L’attività agonistica, oltre a stimolare ed entusiasmare i ragazzi, sarà anche importante veicolo di promozione ed informazione per l’integrazione sociale e per una miglior qualità di vita dei portatori d’handicap. Il supporto e la collaborazione attiva di campioni di fama internazionale permetteranno a queste squadre di dimostrare tutto il loro valore,
sul piano agonistico e umano.

Verranno informati del progetto tutti i comuni limitrofi e le scuole di Roma e provincia, per ottenere immediatamente un’ampia partecipazione. La scuola verrà presentata alla stampa ed ai media alla sua inaugurazione attraverso una conferenza stampa, e con comunicazioni mirate sui media e tramite internet. Verranno sviluppate piccole campagne di affissioni e volantinaggio,
e partecipazioni ad iniziative e manifestazioni.
Verrà inoltre ampiamente pubblicizzata attraverso le reti del Terzo Settore, e canali ufficiali delle associazioni, tramite il quale verranno anche proposti i soggiorni- vacanza per i giovani disabili di tutta Italia.Altre iniziative di comunicazione sono da valutare.

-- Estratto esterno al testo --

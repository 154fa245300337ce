//! Protocolo de frames (cliente → servidor).
//!
//! Um frame por envio, texto UTF-8 JSON sobre uma conexão WebSocket
//! persistente:
//!
//! ```text
//! {
//!   "timestamp": <i64 ms>,
//!   "accelerometer": {"x": f32, "y": f32, "z": f32},
//!   "gyroscope": {"gx": f32, "gy": f32, "gz": f32},   // só Full
//!   "proximity": f32,                                  // só Full
//!   "light": f32,                                      // só Full
//!   "label": "..."                                     // só Full
//! }
//! ```
//!
//! Os floats saem com a representação nativa de `f32`, sem arredondamento.

use crate::types::{Accel, Gyro, NO_READING, Sample};
use serde::{Deserialize, Serialize};

/// Código de fechamento normal (RFC 6455).
pub const CLOSE_NORMAL: u16 = 1000;

/// Motivo enviado quando o aplicativo encerra.
pub const REASON_APP_DISCONNECTED: &str = "App disconnected";

/// Motivo enviado quando a sessão é desligada.
pub const REASON_SESSION_STOPPED: &str = "session stopped";

/// Erros do protocolo.
#[derive(Debug, thiserror::Error)]
pub enum ProtocolError {
    #[error("Label não representável como texto: {0:?}")]
    InvalidLabel(String),

    #[error("Erro de serialização: {0}")]
    Serialize(String),

    #[error("Erro de deserialização: {0}")]
    Deserialize(String),
}

/// Variante do protocolo.
#[derive(Debug, Clone, Copy, Default, PartialEq, Eq, Serialize, Deserialize)]
#[serde(rename_all = "lowercase")]
pub enum ProtocolProfile {
    /// Apenas timestamp + acelerômetro
    Minimal,
    /// Todos os canais + label
    #[default]
    Full,
}

/// Frame transiente, montado só no momento do envio.
#[derive(Debug, Clone, PartialEq, Serialize, Deserialize)]
pub struct StreamFrame {
    pub timestamp: i64,
    pub accelerometer: Accel,
    #[serde(default, skip_serializing_if = "Option::is_none")]
    pub gyroscope: Option<Gyro>,
    #[serde(default, skip_serializing_if = "Option::is_none")]
    pub proximity: Option<f32>,
    #[serde(default, skip_serializing_if = "Option::is_none")]
    pub light: Option<f32>,
    #[serde(default, skip_serializing_if = "Option::is_none")]
    pub label: Option<String>,
}

impl StreamFrame {
    /// Monta o frame a partir do estado agregado atual.
    ///
    /// Leituras não finitas (NaN, ±∞) viram o sentinela [`NO_READING`]: o JSON
    /// não as representa e `serde_json` as escreveria como `null`.
    pub fn build(sample: &Sample, label: &str, timestamp: i64, profile: ProtocolProfile) -> Self {
        let accel = Accel {
            x: finite_or_sentinel(sample.accel.x),
            y: finite_or_sentinel(sample.accel.y),
            z: finite_or_sentinel(sample.accel.z),
        };
        match profile {
            ProtocolProfile::Minimal => Self {
                timestamp,
                accelerometer: accel,
                gyroscope: None,
                proximity: None,
                light: None,
                label: None,
            },
            ProtocolProfile::Full => Self {
                timestamp,
                accelerometer: accel,
                gyroscope: Some(Gyro {
                    gx: finite_or_sentinel(sample.gyro.gx),
                    gy: finite_or_sentinel(sample.gyro.gy),
                    gz: finite_or_sentinel(sample.gyro.gz),
                }),
                proximity: Some(finite_or_sentinel(sample.proximity)),
                light: Some(finite_or_sentinel(sample.light)),
                label: Some(label.to_owned()),
            },
        }
    }

    /// Variante detectada pela presença dos campos estendidos.
    pub fn profile(&self) -> ProtocolProfile {
        if self.gyroscope.is_some()
            || self.proximity.is_some()
            || self.light.is_some()
            || self.label.is_some()
        {
            ProtocolProfile::Full
        } else {
            ProtocolProfile::Minimal
        }
    }
}

fn finite_or_sentinel(value: f32) -> f32 {
    if value.is_finite() { value } else { NO_READING }
}

/// Label precisa ser texto simples: não vazio e sem caracteres de controle.
pub fn validate_label(label: &str) -> Result<(), ProtocolError> {
    if label.is_empty() || label.chars().any(char::is_control) {
        return Err(ProtocolError::InvalidLabel(label.to_owned()));
    }
    Ok(())
}

/// Codifica a amostra atual + label em um frame JSON.
///
/// No perfil `Minimal` a label não é transmitida e portanto não é validada.
pub fn encode_frame(
    sample: &Sample,
    label: &str,
    timestamp: i64,
    profile: ProtocolProfile,
) -> Result<Vec<u8>, ProtocolError> {
    if profile == ProtocolProfile::Full {
        validate_label(label)?;
    }
    let frame = StreamFrame::build(sample, label, timestamp, profile);
    serde_json::to_vec(&frame).map_err(|e| ProtocolError::Serialize(e.to_string()))
}

/// Decodifica um frame recebido (qualquer variante).
pub fn decode_frame(data: &[u8]) -> Result<StreamFrame, ProtocolError> {
    serde_json::from_slice(data).map_err(|e| ProtocolError::Deserialize(e.to_string()))
}

// ──────────────────────────────────────────────
// Testes
// ──────────────────────────────────────────────
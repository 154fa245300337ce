//! Dublês de teste: transporte que grava chamadas, relógio manual e fonte
//! de sensores manual.

use crate::connection::{Transport, TransportError, TransportEvent, TransportFactory};
use crate::feed::{SensorEvent, SensorFeed, Subscription, SubscriptionFlag};
use crate::session::Clock;
use crossbeam_channel::Sender;
use std::sync::atomic::{AtomicU64, Ordering};
use std::sync::{Arc, Mutex};
use std::time::Duration;

#[derive(Debug, Clone, PartialEq)]
pub enum TransportCall {
    Connect { url: String },
    Send { text: String },
    Close { code: u16, reason: String },
}

/// Como o transporte falso responde a `connect`.
#[derive(Debug, Clone, Default)]
pub enum ConnectBehavior {
    /// Nenhum evento (conexão pendurada)
    #[default]
    Silent,
    /// Emite `Opened` na hora
    Open,
    /// Emite `Failed` na hora
    Fail(TransportError),
}

#[derive(Debug, Clone, Default)]
pub struct FakeFactory {
    calls: Arc<Mutex<Vec<TransportCall>>>,
    behavior: Arc<Mutex<ConnectBehavior>>,
}

impl FakeFactory {
    pub fn with_behavior(behavior: ConnectBehavior) -> Self {
        let factory = Self::default();
        factory.set_behavior(behavior);
        factory
    }

    pub fn set_behavior(&self, behavior: ConnectBehavior) {
        *self.behavior.lock().unwrap() = behavior;
    }

    pub fn calls(&self) -> Vec<TransportCall> {
        self.calls.lock().unwrap().clone()
    }

    pub fn connects(&self) -> Vec<String> {
        self.calls()
            .into_iter()
            .filter_map(|c| match c {
                TransportCall::Connect { url } => Some(url),
                _ => None,
            })
            .collect()
    }

    pub fn sent(&self) -> Vec<String> {
        self.calls()
            .into_iter()
            .filter_map(|c| match c {
                TransportCall::Send { text } => Some(text),
                _ => None,
            })
            .collect()
    }

    pub fn close_count(&self) -> usize {
        self.calls()
            .iter()
            .filter(|c| matches!(c, TransportCall::Close { .. }))
            .count()
    }
}

pub struct FakeTransport {
    calls: Arc<Mutex<Vec<TransportCall>>>,
}

impl Transport for FakeTransport {
    fn send_text(&mut self, text: String) -> Result<(), TransportError> {
        self.calls.lock().unwrap().push(TransportCall::Send { text });
        Ok(())
    }

    fn close(&mut self, code: u16, reason: &str) {
        self.calls.lock().unwrap().push(TransportCall::Close {
            code,
            reason: reason.to_owned(),
        });
    }
}

impl TransportFactory for FakeFactory {
    type Transport = FakeTransport;

    fn connect(
        &mut self,
        url: &str,
        conn_id: u64,
        _connect_timeout: Option<Duration>,
        events: Sender<TransportEvent>,
    ) -> FakeTransport {
        self.calls
            .lock()
            .unwrap()
            .push(TransportCall::Connect { url: url.to_owned() });

        let behavior = self.behavior.lock().unwrap().clone();
        match behavior {
            ConnectBehavior::Silent => {}
            ConnectBehavior::Open => {
                let _ = events.send(TransportEvent::Opened { conn_id });
            }
            ConnectBehavior::Fail(error) => {
                let _ = events.send(TransportEvent::Failed { conn_id, error });
            }
        }

        FakeTransport {
            calls: Arc::clone(&self.calls),
        }
    }
}

/// Relógio controlado pelo teste. `advance` move os dois relógios juntos;
/// `set_wall` ajusta só o de parede (como um acerto de NTP).
#[derive(Debug, Clone, Default)]
pub struct ManualClock {
    monotonic: Arc<AtomicU64>,
    wall: Arc<AtomicU64>,
}

impl ManualClock {
    pub fn at(millis: u64) -> Self {
        let clock = Self::default();
        clock.monotonic.store(millis, Ordering::SeqCst);
        clock.set_wall(millis);
        clock
    }

    pub fn set_wall(&self, millis: u64) {
        self.wall.store(millis, Ordering::SeqCst);
    }

    pub fn advance(&self, millis: u64) {
        self.monotonic.fetch_add(millis, Ordering::SeqCst);
        self.wall.fetch_add(millis, Ordering::SeqCst);
    }
}

impl Clock for ManualClock {
    fn monotonic_millis(&self) -> u64 {
        self.monotonic.load(Ordering::SeqCst)
    }

    fn wall_millis(&self) -> u64 {
        self.wall.load(Ordering::SeqCst)
    }
}

/// Fonte que só entrega o que o teste empurrar.
#[derive(Debug, Clone, Default)]
pub struct ManualFeed {
    inner: Arc<Mutex<ManualFeedInner>>,
}

#[derive(Debug, Default)]
struct ManualFeedInner {
    sink: Option<(Sender<SensorEvent>, SubscriptionFlag)>,
    subscriptions: usize,
    last_period: Option<Duration>,
}

impl ManualFeed {
    /// Entrega um evento se houver assinatura ativa.
    pub fn push(&self, event: SensorEvent) -> bool {
        let inner = self.inner.lock().unwrap();
        match &inner.sink {
            Some((tx, flag)) if flag.is_active() => tx.send(event).is_ok(),
            _ => false,
        }
    }

    pub fn is_subscribed(&self) -> bool {
        let inner = self.inner.lock().unwrap();
        inner.sink.as_ref().is_some_and(|(_, flag)| flag.is_active())
    }

    pub fn subscriptions(&self) -> usize {
        self.inner.lock().unwrap().subscriptions
    }

    pub fn last_period(&self) -> Option<Duration> {
        self.inner.lock().unwrap().last_period
    }
}

impl SensorFeed for ManualFeed {
    fn subscribe(&mut self, sink: Sender<SensorEvent>, sampling_period: Duration) -> Subscription {
        let (subscription, flag) = Subscription::new();
        let mut inner = self.inner.lock().unwrap();
        inner.sink = Some((sink, flag));
        inner.subscriptions += 1;
        inner.last_period = Some(sampling_period);
        subscription
    }
}
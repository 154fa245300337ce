//! # Sensor Receiver
//!
//! Servidor WebSocket que recebe os frames de sensores enviados pelo
//! Sender, decodifica e registra no log.
//!
//! Emulador Android: o aplicativo conecta em `ws://10.0.2.2:8080`.
//! Aparelho físico: use o IP da máquina na rede local.

mod console;
mod net_thread;

use net_thread::NetEvent;
use sensor_core::config::AppConfig;
use std::time::{Duration, Instant};
use tracing::{debug, error, info, warn};

/// Intervalo do resumo de taxa no log.
const SUMMARY_INTERVAL: Duration = Duration::from_secs(10);

fn main() {
    // ── Logging ──
    tracing_subscriber::fmt()
        .with_env_filter(
            tracing_subscriber::EnvFilter::try_from_default_env()
                .unwrap_or_else(|_| "info".into()),
        )
        .init();

    // ── Config ──
    let config_path = AppConfig::default_path();
    let config = AppConfig::load(&config_path);

    if !config_path.exists() {
        let _ = config.save(&config_path);
    }

    let errors = config.validate();
    if !errors.is_empty() {
        for e in &errors {
            error!("Config inválida: {e}");
        }
        std::process::exit(2);
    }

    let receiver_cfg = &config.receiver;
    info!(
        "Iniciando servidor WebSocket em ws://{}:{}",
        receiver_cfg.bind_ip, receiver_cfg.port
    );

    let rx = net_thread::spawn_server_thread(
        receiver_cfg.bind_ip.clone(),
        receiver_cfg.port,
        receiver_cfg.queue_capacity,
    );

    let mut frames: u64 = 0;
    let mut bytes: u64 = 0;
    let mut window_start = Instant::now();

    // ── Loop principal ──
    for event in rx {
        match event {
            NetEvent::Connected(addr) => info!("Cliente conectado de {}", addr.ip()),
            NetEvent::Frame(msg) => {
                frames += 1;
                bytes += msg.raw_size as u64;
                debug!("Frame de {} ({} bytes)", msg.source_addr, msg.raw_size);
                for line in console::frame_lines(&msg.frame) {
                    info!("{line}");
                }
            }
            NetEvent::Invalid {
                source_addr,
                raw,
                error,
            } => warn!("Mensagem inválida de {source_addr}: {raw} ({error})"),
            NetEvent::Disconnected {
                source_addr,
                graceful,
                detail,
            } => {
                if graceful {
                    info!("Cliente {source_addr} desconectou normalmente");
                } else {
                    error!("Cliente {source_addr} desconectou com erro: {detail}");
                }
            }
        }

        let elapsed = window_start.elapsed();
        if elapsed >= SUMMARY_INTERVAL {
            info!(
                "Resumo: {frames} frames ({:.1} Hz, {bytes} bytes) nos últimos {:.0}s",
                frames as f64 / elapsed.as_secs_f64(),
                elapsed.as_secs_f64()
            );
            frames = 0;
            bytes = 0;
            window_start = Instant::now();
        }
    }
}
//! # Sensor Core
//!
//! Núcleo de streaming de telemetria de sensores (acelerômetro, giroscópio,
//! proximidade, luz) para um servidor WebSocket.
//!
//! ## Módulos
//! - [`types`] – Amostra agregada e canais de sensor
//! - [`rate_limiter`] – Teto de frequência de envio
//! - [`protocol`] – Frames JSON (perfis Minimal/Full)
//! - [`connection`] – Máquina de estados da conexão de saída
//! - [`feed`] – Assinatura de fontes de sensores
//! - [`session`] – Sessão liga/desliga que compõe tudo acima
//! - [`config`] – Configuração unificada via TOML

pub mod config;
pub mod connection;
pub mod feed;
pub mod protocol;
pub mod rate_limiter;
pub mod session;
pub mod types;

#[cfg(test)]
pub(crate) mod testing;

// Re-exports convenientes
pub use config::{AppConfig, Endpoint, ReceiverConfig, SenderConfig};
pub use connection::{ConnectionManager, ConnectionState, Transport, TransportEvent, TransportFactory};
pub use protocol::{ProtocolProfile, StreamFrame, decode_frame, encode_frame};
pub use session::{SessionCommand, SessionNotice, SessionSettings, SessionState, TelemetrySession};
pub use types::{Sample, SensorKind};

Sono stati richiesti i patrocini dei diversi Comuni interessati, della Provincia di Roma, della Regione Lazio e l’Alto Patronato del Presidente della Repubblica, già ottenuto per altre iniziative.Verranno inoltre richiesti i patrocini dei ministeri di riferimento.
L’apertura della scuola è prevista per Giugno 2002.